Marcus n’écrit pas une biographie flamboyante ou romanesque, comme pourrait le faire Nick Tosches, mais il parvient tout de même à révéler des vérités peu évoquées et à formuler ses propres réflexions. Il énonce notamment deux idées maîtresses : d’abord, de nombreux ouvrages sur Elvis sont superficiels, voire « nuls » ; il critique notamment le livre d’Albert Goldman, qu’il juge méthodologiquement léger. Ensuite, Elvis reste aujourd’hui largement mal compris, souvent réduit à un cliché sans que l’on saisisse réellement la profondeur de son héritage symbolique.
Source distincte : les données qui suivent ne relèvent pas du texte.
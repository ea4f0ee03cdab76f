use async_trait::async_trait;
use serde::{Deserialize, Serialize};

use crate::workflows::screening::context::StageInput;
use crate::workflows::screening::domain::EmploymentStatus;
use crate::workflows::screening::payload::StagePayload;
use crate::workflows::screening::stage::{Stage, StageError};

use super::credit::CreditReport;
use super::identity::IdentityAssessment;
use super::ingestion::ApplicantProfile;
use super::{credit_of, identity_of, profile_of, RiskLevel, CREDIT, INGESTION};

/// Rule families evaluated; each contributes at most one indicator.
const RULE_COUNT: f32 = 5.0;

/// Plausible salary band per job-title keyword, in dollars per year.
const TITLE_INCOME_BANDS: [(&str, u32, u32); 8] = [
    ("director", 80_000, 250_000),
    ("manager", 50_000, 150_000),
    ("engineer", 60_000, 200_000),
    ("developer", 60_000, 180_000),
    ("consultant", 60_000, 180_000),
    ("analyst", 45_000, 100_000),
    ("specialist", 45_000, 90_000),
    ("assistant", 30_000, 60_000),
];

#[derive(Debug, Clone, Copy, PartialEq, Eq, Hash, Serialize, Deserialize)]
#[serde(rename_all = "snake_case")]
pub enum FraudIndicatorKind {
    IncomeInconsistentWithTitle,
    NewEmploymentHighIncome,
    SelfEmployedInconsistency,
    UnemployedWithIncome,
    IdentityUnconfirmed,
    ThinCreditFile,
    AllRecentAccounts,
    ExcessiveRentBurden,
    MinimalRentalHistory,
    Bankruptcy,
    LiensOrJudgments,
    ExcessiveInquiries,
}

#[derive(Debug, Clone, PartialEq, Serialize, Deserialize)]
pub struct FraudIndicator {
    pub kind: FraudIndicatorKind,
    pub severity: f32,
    pub description: String,
    pub recommendation: String,
}

#[derive(Debug, Clone, PartialEq, Serialize, Deserialize)]
pub struct FraudAssessment {
    pub fraud_score: f32,
    pub level: RiskLevel,
    pub indicators: Vec<FraudIndicator>,
    pub requires_manual_review: bool,
}

/// Rule-based detection of inconsistencies between declared and reported data.
#[derive(Debug, Clone, Copy)]
pub struct FraudStage {
    manual_review_threshold: f32,
}

impl Default for FraudStage {
    fn default() -> Self {
        Self {
            manual_review_threshold: 0.6,
        }
    }
}

impl FraudStage {
    pub fn assess(
        &self,
        profile: &ApplicantProfile,
        identity: Option<&IdentityAssessment>,
        credit: &CreditReport,
    ) -> FraudAssessment {
        let indicators: Vec<FraudIndicator> = [
            income_rule(profile),
            employment_rule(profile, credit),
            identity_rule(identity, credit),
            rental_rule(profile),
            public_record_rule(credit),
        ]
        .into_iter()
        .flatten()
        .collect();

        let fraud_score = (indicators.iter().map(|indicator| indicator.severity).sum::<f32>()
            / RULE_COUNT)
            .min(1.0);

        let level = if fraud_score >= 0.7 {
            RiskLevel::High
        } else if fraud_score >= 0.4 {
            RiskLevel::Moderate
        } else {
            RiskLevel::Low
        };

        FraudAssessment {
            fraud_score,
            level,
            requires_manual_review: fraud_score >= self.manual_review_threshold,
            indicators,
        }
    }
}

#[async_trait]
impl Stage for FraudStage {
    async fn execute(&self, input: &StageInput) -> Result<StagePayload, StageError> {
        let profile =
            profile_of(input).ok_or_else(|| StageError::MissingDependency(INGESTION.to_string()))?;
        let credit =
            credit_of(input).ok_or_else(|| StageError::MissingDependency(CREDIT.to_string()))?;

        Ok(StagePayload::Fraud(self.assess(profile, identity_of(input), credit)))
    }
}

fn indicator(
    kind: FraudIndicatorKind,
    severity: f32,
    description: String,
    recommendation: &str,
) -> Option<FraudIndicator> {
    Some(FraudIndicator {
        kind,
        severity,
        description,
        recommendation: recommendation.to_string(),
    })
}

fn income_rule(profile: &ApplicantProfile) -> Option<FraudIndicator> {
    let title = profile.job_title.to_ascii_lowercase();
    let (keyword, low, high) = TITLE_INCOME_BANDS
        .iter()
        .find(|(keyword, _, _)| title.contains(keyword))?;

    let income = profile.annual_income;
    if income > high + high / 2 || income < low / 2 {
        return indicator(
            FraudIndicatorKind::IncomeInconsistentWithTitle,
            0.6,
            format!("declared income ${income} is far outside the ${low}-${high} range for a {keyword}"),
            "Verify income with recent pay stubs or tax returns",
        );
    }
    None
}

fn employment_rule(profile: &ApplicantProfile, credit: &CreditReport) -> Option<FraudIndicator> {
    let income = profile.annual_income;
    match profile.employment_status {
        EmploymentStatus::Unemployed if income > 0 => indicator(
            FraudIndicatorKind::UnemployedWithIncome,
            0.5,
            format!("unemployed applicant declares ${income} annual income"),
            "Document the source of declared income",
        ),
        EmploymentStatus::SelfEmployed if income > 150_000 && credit.credit_score < 650 => indicator(
            FraudIndicatorKind::SelfEmployedInconsistency,
            0.7,
            format!(
                "self-employed income ${income} is inconsistent with credit score {}",
                credit.credit_score
            ),
            "Request two years of business tax returns",
        ),
        EmploymentStatus::FullTime | EmploymentStatus::PartTime
            if profile.years_employed < 0.5 && income > 100_000 =>
        {
            indicator(
                FraudIndicatorKind::NewEmploymentHighIncome,
                0.4,
                format!(
                    "${income} income after {:.1} years with the employer",
                    profile.years_employed
                ),
                "Confirm the offer letter and start date with the employer",
            )
        }
        _ => None,
    }
}

fn identity_rule(identity: Option<&IdentityAssessment>, credit: &CreditReport) -> Option<FraudIndicator> {
    if let Some(identity) = identity {
        if !identity.identity_confirmed {
            return indicator(
                FraudIndicatorKind::IdentityUnconfirmed,
                0.5,
                format!(
                    "identity confidence {:.2} below confirmation threshold",
                    identity.confidence
                ),
                "Collect government-issued photo identification",
            );
        }
    }

    if credit.total_accounts < 2 && credit.history_years < 2 {
        return indicator(
            FraudIndicatorKind::ThinCreditFile,
            0.6,
            format!(
                "{} account(s) over {} year(s) of history",
                credit.total_accounts, credit.history_years
            ),
            "Verify identity against an independent data source",
        );
    }

    if credit.total_accounts > 0 && credit.recent_accounts >= credit.total_accounts {
        return indicator(
            FraudIndicatorKind::AllRecentAccounts,
            0.7,
            format!("all {} accounts were opened recently", credit.total_accounts),
            "Review for synthetic identity patterns",
        );
    }

    None
}

fn rental_rule(profile: &ApplicantProfile) -> Option<FraudIndicator> {
    if let Some(burden) = profile.current_rent_burden() {
        if burden > 0.5 {
            return indicator(
                FraudIndicatorKind::ExcessiveRentBurden,
                0.4,
                format!("current rent consumes {:.0}% of monthly income", burden * 100.0),
                "Verify current rent with the landlord",
            );
        }
    }

    if profile.years_at_current < 0.25 {
        return indicator(
            FraudIndicatorKind::MinimalRentalHistory,
            0.3,
            "less than three months at the current residence".to_string(),
            "Request prior landlord references",
        );
    }

    None
}

fn public_record_rule(credit: &CreditReport) -> Option<FraudIndicator> {
    let records = &credit.public_records;
    if records.bankruptcies > 0 {
        return indicator(
            FraudIndicatorKind::Bankruptcy,
            0.8,
            format!("{} bankruptcy filing(s) on record", records.bankruptcies),
            "Review discharge status and filing dates",
        );
    }
    if records.liens > 0 || records.judgments > 0 {
        return indicator(
            FraudIndicatorKind::LiensOrJudgments,
            0.6,
            format!(
                "{} lien(s) and {} judgment(s) on record",
                records.liens, records.judgments
            ),
            "Confirm satisfaction of outstanding judgments",
        );
    }
    if credit.hard_inquiries >= 6 {
        return indicator(
            FraudIndicatorKind::ExcessiveInquiries,
            0.4,
            format!("{} hard inquiries on file", credit.hard_inquiries),
            "Ask the applicant about recent credit applications",
        );
    }
    None
}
Au fil des pages, Marcus montre aussi à quel point Elvis est devenu le foyer de fables étranges : certains affirment qu’il n’est pas mort (à l’image de son demi-frère mort-né Jesse Garon), d’autres prétendent que des portions de son corps ont été distribuées comme nourriture ! Il évoque également des groupes religieux célébrant Elvis à la manière d’une divinité. Autrement dit, le cadavre du King ne cesse d’être réinventé — il ne cesse de « bouger » dans l’imaginaire collectif.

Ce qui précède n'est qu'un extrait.